Mandelman earned a B.A. in History from Yale College, a Master of Public Policy from Harvard’s John F. Kennedy School of Government, and a J.D. from UC Berkeley’s School of Law.

Political career 
Mandelman ran to represent District 8 in the 2010 San Francisco Board of Supervisors election, placing second against Scott Wiener.

Mandelman was elected to the City College of San Francisco Board of Trustees in 2012.

San Francisco Supervisor 
Mandelman defeated incumbent Jeff Sheehy to represent District 8 in the June 2018 San Francisco Board of Supervisors special election, replacing Sheehy for the duration of the term. Mandelman went on to win in the November general election.

In 2019, he authored an ordinance to create the Castro LGBTQ Cultural District; the ordinance was passed unanimously by the San Francisco Board of Supervisors.

Mental Health & Homelessness
Mandelman introduced legislation in 2018 to streamline the opening of more residential care facilities by removing the requirement that such facilities need to obtain conditional use permits if they are serving seven or more residents in several zoning districts, but not those zoned for single-family or two-family homes.

In 2019, Mandelman authored legislation implementing the housing conservatorship program created by Scott Wiener's SB 1045 for unhoused individuals suffering from severe mental illness and substance use disorder. Mandelman has repeatedly pushed for expansion of the City’s use of its existing conservatorship tools, and of State laws restricting eligibility for conservatorships.

In 2022, the Board of Supervisors unanimously passed an expanded version of Mandelman's 2020 “A Place for All” ordinance, making it the policy of the City and County of San Francisco to offer all people experiencing homelessness in the City a safe place to sleep. The ordinance requires the Department of Homelessness and Supportive Housing to prepare an implementation plan by December, 2022, including an estimate of how many people would be expected to accept shelter in the City, the cost of providing shelter for all people willing to accept it, and the annual cost of the program once fully operational.

Support of labor
Shortly after his 2018 election, Mandelman was arrested for blocking a street outside Marriott's Westin St. Francis hotel during a Labor Day protest against Marriott's wages. On June 28, 2019, the Board's Public Safety and Neighborhood Services Committee held a hearing on "worker rights in the gig economy," called by Supervisor Mandelman. In November, 2020, the Board of Supervisors unanimously approved an ordinance authored by Mandelman and Supervisor Shamann Walton requiring San Francisco International Airport airlines and contractors to expand health care benefits for employees.

Positions on housing
In 2018, Mandelman co-authored the Housing Preservation and Expansion Reform Act, increasing fines for the illegal demolition of homes in order to preserve rent-controlled housing and curb the loss of residential housing. Mandelman called for reform of the Ellis Act in 2018 to protect certain tenants, specifically vulnerable residents from marginalized communities, from evictions. Mandelman also sponsored legislation in support of California’s Affordable Housing Act to allow local jurisdictions to create their own rules regarding rent control.

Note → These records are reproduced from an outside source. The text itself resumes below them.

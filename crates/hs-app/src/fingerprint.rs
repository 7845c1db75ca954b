//! Content-based fingerprinting of job inputs.

use std::path::Path;

use sha2::{Digest, Sha256};

use crate::error::{AppError, AppResult};

/// Hash the model file, the results file and the engine version into one
/// hex digest. Two jobs with the same digest would write the same rows,
/// so an unchanged digest lets a rerun skip recomputation.
pub fn compute_job_fingerprint(
    model_path: &Path,
    results_path: &Path,
    engine_version: &str,
) -> AppResult<String> {
    let mut hasher = Sha256::new();

    let model_bytes = std::fs::read(model_path).map_err(|e| AppError::InputFileRead {
        path: model_path.to_path_buf(),
        source: e,
    })?;
    hasher.update(&model_bytes);

    let results_bytes = std::fs::read(results_path).map_err(|e| AppError::InputFileRead {
        path: results_path.to_path_buf(),
        source: e,
    })?;
    hasher.update(&results_bytes);

    hasher.update(engine_version.as_bytes());

    let result = hasher.finalize();
    Ok(format!("{:x}", result))
}
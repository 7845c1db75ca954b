//! Shared application service layer for hydrostat.
//!
//! This crate sits between the CLI and the backend crates, centralizing
//! model loading, input fingerprinting, statistics job execution and
//! store inspection.

pub mod error;
pub mod fingerprint;
pub mod model_service;
pub mod query;
pub mod stats_service;

// Re-export key types for convenience
pub use error::{AppError, AppResult};
pub use fingerprint::compute_job_fingerprint;
pub use model_service::{load_network_model, summarize_model, ModelSummary};
pub use query::{list_stat_sources, summarize_store, StoreSummary};
pub use stats_service::{
    ensure_stats, JobTiming, StatsJobOptions, StatsJobRequest, StatsJobResponse,
};
//! Controllers for the robot

use super::{ControlOutput, GoalController};
use crate::common::{normalize_angle, Pose2D, VelocityCommand};
use crate::config::{LinearErrorMode, OsmcParams};

/// Fixed-magnitude command for `error`, or zero inside the dead-band
///
/// The band is open: an error of exactly `tolerance` still commands motion.
pub fn dead_band(error: f64, tolerance: f64, magnitude: f64) -> f64 {
    if error.abs() < tolerance {
        0.0
    } else if error > 0.0 {
        magnitude
    } else {
        -magnitude
    }
}

/// Bearing from `current` to `target` in the world frame
pub fn path_heading(current: &Pose2D, target: &Pose2D) -> f64 {
    let d = current.displacement_to(target);
    d.y.atan2(d.x)
}

/// Decoupled bang-bang controller for differential drive robots
///
/// Each axis outputs either zero or a fixed magnitude. Both axes are
/// evaluated every cycle, so the robot may turn and drive at once.
#[derive(Debug, Clone)]
pub struct BangBangController {
    angular_tolerance: f64,
    linear_tolerance: f64,
    turn_rate: f64,
    speed: f64,
    linear_error: LinearErrorMode,
}

impl BangBangController {
    /// Create a controller with the default tolerances and magnitudes
    pub fn new() -> Self {
        Self::from_params(&OsmcParams::default())
    }

    pub fn from_params(params: &OsmcParams) -> Self {
        BangBangController {
            angular_tolerance: params.angular_tolerance,
            linear_tolerance: params.linear_tolerance,
            turn_rate: params.turn_rate,
            speed: params.speed,
            linear_error: params.linear_error,
        }
    }

    /// Signed heading error toward the target
    ///
    /// Once the target position is inside the linear dead-band the bearing
    /// is meaningless (it is undefined when the positions coincide), so the
    /// error is reported as zero.
    fn heading_error(&self, current: &Pose2D, target: &Pose2D) -> f64 {
        if current.distance_to(target) < self.linear_tolerance {
            return 0.0;
        }
        normalize_angle(path_heading(current, target) - current.heading)
    }

    /// Signed x displacement that drives the linear axis
    fn linear_error(&self, current: &Pose2D, target: &Pose2D) -> f64 {
        match self.linear_error {
            LinearErrorMode::BodyFrame => current.body_displacement_to(target).x,
            LinearErrorMode::WorldX => target.x - current.x,
        }
    }
}

impl Default for BangBangController {
    fn default() -> Self {
        Self::new()
    }
}

impl GoalController for BangBangController {
    fn compute(&self, current: &Pose2D, target: &Pose2D) -> ControlOutput {
        let heading_error = self.heading_error(current, target);
        let linear_error = self.linear_error(current, target);

        let angular_z = dead_band(heading_error, self.angular_tolerance, self.turn_rate);
        let linear_x = dead_band(linear_error, self.linear_tolerance, self.speed);

        ControlOutput {
            command: VelocityCommand::new(linear_x, angular_z),
            heading_error,
            linear_error,
        }
    }

    fn name(&self) -> &str {
        "BangBangController"
    }
}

Mandelman supported a resolution that expressed opposition to California Senate Bill 50, which mandates denser housing near “job-rich” areas and transit hubs in California. In 2019, Mandelman joined Mayor Breed to celebrate the renovation of 90 affordable housing units for seniors and people with disabilities in the city's Duboce Triangle neighborhood.

In 2021, Mandelman proposed to allow construction of fourplexes on single lots in San Francisco with the intent to increase the supply of housing, reduce rents, and alleviate the housing the shortage in San Francisco. Mandelman's aide explained that the bill was intended to preempt California Senate Bill 9, which was a new version of California Senate Bill 50 which Mandelman opposed.

In 2021, Mandelman opposed the construction of a 500-unit apartment complex on a Nordstrom's valet parking lot. He endorsed David Campos for California Assembly District 17. The San Francisco Chronicle tied this endorsement to Mandelman's vote to block the 500-unit housing construction project in Supervisor Matt Haney's district in San Francisco; Haney was running for the same district seat as Campos. According to the San Francisco Chronicle, it is out of the norm for supervisors to block projects in the district of another supervisor if that supervisor approves of the project.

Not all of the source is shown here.